▶ [Task directions] Each entry must be restated exactly as it appears.

[Listed entries — start]

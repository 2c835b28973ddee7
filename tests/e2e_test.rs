//! End-to-end tests against a running deployment
//!
//! These tests require:
//! 1. Redis running
//! 2. API server running on configured port
//! 3. Worker process running
//!
//! Run with: cargo test --test e2e_test -- --ignored --nocapture
//!
//! Set API_BASE_URL to override default (http://localhost:8000) and
//! WORKER_METRICS_URL for the worker's scrape listener (http://localhost:9000)

use std::time::Duration;

use image::{Rgb, RgbImage};
use serde::Deserialize;

#[derive(Deserialize)]
struct UploadResponse {
    status: String,
    original_url: String,
    job_id: uuid::Uuid,
}

#[derive(Deserialize)]
struct FileListing {
    files: Vec<String>,
}

/// Get base URL from env or default to localhost
fn get_base_url() -> String {
    std::env::var("API_BASE_URL").unwrap_or_else(|_| "http://localhost:8000".to_string())
}

fn encode_test_png() -> Vec<u8> {
    let img = RgbImage::from_fn(100, 100, |x, y| Rgb([x as u8, y as u8, 77]));
    let mut bytes = Vec::new();
    img.write_to(
        &mut std::io::Cursor::new(&mut bytes),
        image::ImageFormat::Png,
    )
    .expect("Failed to encode test image");
    bytes
}

#[tokio::test]
#[ignore] // Requires running API server, worker, and Redis
async fn test_e2e_health_check() {
    let base_url = get_base_url();
    let client = reqwest::Client::new();

    let response = client
        .get(format!("{}/health", base_url))
        .send()
        .await
        .expect("Health check failed");

    assert!(
        response.status().is_success(),
        "Health check returned non-success status: {}",
        response.status()
    );
}

#[tokio::test]
#[ignore] // Requires running API server, worker, and Redis
async fn test_e2e_worker_exposes_job_metrics() {
    let base_url = get_base_url();
    let metrics_url = std::env::var("WORKER_METRICS_URL")
        .unwrap_or_else(|_| "http://localhost:9000".to_string());
    let client = reqwest::Client::new();

    // Drive one job through the worker so its counters have been recorded.
    let part = reqwest::multipart::Part::bytes(encode_test_png())
        .file_name(format!("e2e_metrics_{}.png", uuid::Uuid::new_v4()))
        .mime_str("image/png")
        .unwrap();
    let form = reqwest::multipart::Form::new().part("file", part);
    let response = client
        .post(format!("{}/upload-image", base_url))
        .multipart(form)
        .send()
        .await
        .expect("Upload failed");
    assert!(response.status().is_success());

    // Completed and processing-time metrics appear on the worker's own
    // scrape listener once the job lands.
    let mut seen = false;
    for _ in 0..30 {
        tokio::time::sleep(Duration::from_secs(1)).await;
        let body = client
            .get(&metrics_url)
            .send()
            .await
            .expect("Worker metrics scrape failed")
            .text()
            .await
            .expect("Body read failed");

        if body.contains("scenario_jobs_completed")
            && body.contains("scenario_processing_seconds")
        {
            seen = true;
            break;
        }
    }
    assert!(seen, "worker metrics did not appear within 30s");
}

#[tokio::test]
#[ignore] // Requires running API server, worker, and Redis
async fn test_e2e_upload_produces_variants() {
    let base_url = get_base_url();
    let client = reqwest::Client::new();

    // Unique filename so output paths never collide across test runs
    let filename = format!("e2e_{}.png", uuid::Uuid::new_v4());

    // 1. Upload the image
    let part = reqwest::multipart::Part::bytes(encode_test_png())
        .file_name(filename.clone())
        .mime_str("image/png")
        .unwrap();
    let form = reqwest::multipart::Form::new().part("file", part);

    let response = client
        .post(format!("{}/upload-image", base_url))
        .multipart(form)
        .send()
        .await
        .expect("Upload failed");
    assert!(response.status().is_success());

    let upload: UploadResponse = response.json().await.expect("Bad upload response");
    assert_eq!(upload.status, "processing");
    assert_eq!(upload.original_url, format!("/storage/uploads/{filename}"));
    println!("uploaded, job_id: {}", upload.job_id);

    // 2. Poll /debug-files until all three derivative names appear
    let stem = filename.trim_end_matches(".png");
    let expected: Vec<String> = ["noir", "sketch", "sepia"]
        .iter()
        .map(|tag| format!("{stem}_scenario_{tag}.jpg"))
        .collect();

    let mut all_present = false;
    for _ in 0..30 {
        tokio::time::sleep(Duration::from_secs(1)).await;
        let listing: FileListing = client
            .get(format!("{}/debug-files", base_url))
            .send()
            .await
            .expect("Listing failed")
            .json()
            .await
            .expect("Bad listing response");

        if expected.iter().all(|name| listing.files.contains(name)) {
            all_present = true;
            break;
        }
    }
    assert!(all_present, "variants did not appear within 30s");

    // 3. Each variant must be retrievable and decodable at 100x100
    for name in &expected {
        let bytes = client
            .get(format!("{}/storage/uploads/{}", base_url, name))
            .send()
            .await
            .expect("Fetch failed")
            .bytes()
            .await
            .expect("Body read failed");

        let decoded = image::load_from_memory(&bytes).expect("Variant not decodable");
        assert_eq!((decoded.width(), decoded.height()), (100, 100));
    }
}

[Listed entries — finish]

▶ [Output for this exercise]
repository 2c835b28973ddee7
filename tests/e2e_test.rs
//! End-to-end tests against a running deployment
//!
//! These tests require:
//! 1. Redis running
//! 2. API server running on configured port
//! 3. Worker process running
//!
//! Run with: cargo test --test e2e_test -- --ignored --nocapture
//!
//! Set API_BASE_URL to override default (http://localhost:8000) and
//! WORKER_METRICS_URL for the worker's scrape listener (http://localhost:9000)

use std::time::Duration;

use image::{Rgb, RgbImage};
use serde::Deserialize;

#[derive(Deserialize)]
struct UploadResponse {
    status: String,
    original_url: String,
    job_id: uuid::Uuid,
}

#[derive(Deserialize)]
struct FileListing {
    files: Vec<String>,
}

/// Get base URL from env or default to localhost
fn get_base_url() -> String {
    std::env::var("API_BASE_URL").unwrap_or_else(|_| "http://localhost:8000".to_string())
}

fn encode_test_png() -> Vec<u8> {
    let img = RgbImage::from_fn(100, 100, |x, y| Rgb([x as u8, y as u8, 77]));
    let mut bytes = Vec::new();
    img.write_to(
        &mut std::io::Cursor::new(&mut bytes),
        image::ImageFormat::Png,
    )
    .expect("Failed to encode test image");
    bytes
}

#[tokio::test]
#[ignore] // Requires running API server, worker, and Redis
async fn test_e2e_health_check() {
    let base_url = get_base_url();
    let client = reqwest::Client::new();

    let response = client
        .get(format!("{}/health", base_url))
        .send()
        .await
        .expect("Health check failed");

    assert!(
        response.status().is_success(),
        "Health check returned non-success status: {}",
        response.status()
    );
}

#[tokio::test]
#[ignore] // Requires running API server, worker, and Redis
async fn test_e2e_worker_exposes_job_metrics() {
    let base_url = get_base_url();
    let metrics_url = std::env::var("WORKER_METRICS_URL")
        .unwrap_or_else(|_| "http://localhost:9000".to_string());
    let client = reqwest::Client::new();

    // Drive one job through the worker so its counters have been recorded.
    let part = reqwest::multipart::Part::bytes(encode_test_png())
        .file_name(format!("e2e_metrics_{}.png", uuid::Uuid::new_v4()))
        .mime_str("image/png")
        .unwrap();
    let form = reqwest::multipart::Form::new().part("file", part);
    let response = client
        .post(format!("{}/upload-image", base_url))
        .multipart(form)
        .send()
        .await
        .expect("Upload failed");
    assert!(response.status().is_success());

    // Completed and processing-time metrics appear on the worker's own
    // scrape listener once the job lands.
    let mut seen = false;
    for _ in 0..30 {
        tokio::time::sleep(Duration::from_secs(1)).await;
        let body = client
            .get(&metrics_url)
            .send()
            .await
            .expect("Worker metrics scrape failed")
            .text()
            .await
            .expect("Body read failed");

        if body.contains("scenario_jobs_completed")
            && body.contains("scenario_processing_seconds")
        {
            seen = true;
            break;
        }
    }
    assert!(seen, "worker metrics did not appear within 30s");
}

#[tokio::test]
#[ignore] // Requires running API server, worker, and Redis
async fn test_e2e_upload_produces_variants() {
    let base_url = get_base_url();
    let client = reqwest::Client::new();

    // Unique filename so output paths never collide across test runs
    let filename = format!("e2e_{}.png", uuid::Uuid::new_v4());

    // 1. Upload the image
    let part = reqwest::multipart::Part::bytes(encode_test_png())
        .file_name(filename.clone())
        .mime_str("image/png")
        .unwrap();
    let form = reqwest::multipart::Form::new().part("file", part);

    let response = client
        .post(format!("{}/upload-image", base_url))
        .multipart(form)
        .send()
        .await
        .expect("Upload failed");
    assert!(response.status().is_success());

    let upload: UploadResponse = response.json().await.expect("Bad upload response");
    assert_eq!(upload.status, "processing");
    assert_eq!(upload.original_url, format!("/storage/uploads/{filename}"));
    println!("uploaded, job_id: {}", upload.job_id);

    // 2. Poll /debug-files until all three derivative names appear
    let stem = filename.trim_end_matches(".png");
    let expected: Vec<String> = ["noir", "sketch", "sepia"]
        .iter()
        .map(|tag| format!("{stem}_scenario_{tag}.jpg"))
        .collect();

    let mut all_present = false;
    for _ in 0..30 {
        tokio::time::sleep(Duration::from_secs(1)).await;
        let listing: FileListing = client
            .get(format!("{}/debug-files", base_url))
            .send()
            .await
            .expect("Listing failed")
            .json()
            .await
            .expect("Bad listing response");

        if expected.iter().all(|name| listing.files.contains(name)) {
            all_present = true;
            break;
        }
    }
    assert!(all_present, "variants did not appear within 30s");

    // 3. Each variant must be retrievable and decodable at 100x100
    for name in &expected {
        let bytes = client
            .get(format!("{}/storage/uploads/{}", base_url, name))
            .send()
            .await
            .expect("Fetch failed")
            .bytes()
            .await
            .expect("Body read failed");

        let decoded = image::load_from_memory(&bytes).expect("Variant not decodable");
        assert_eq!((decoded.width(), decoded.height()), (100, 100));
    }
}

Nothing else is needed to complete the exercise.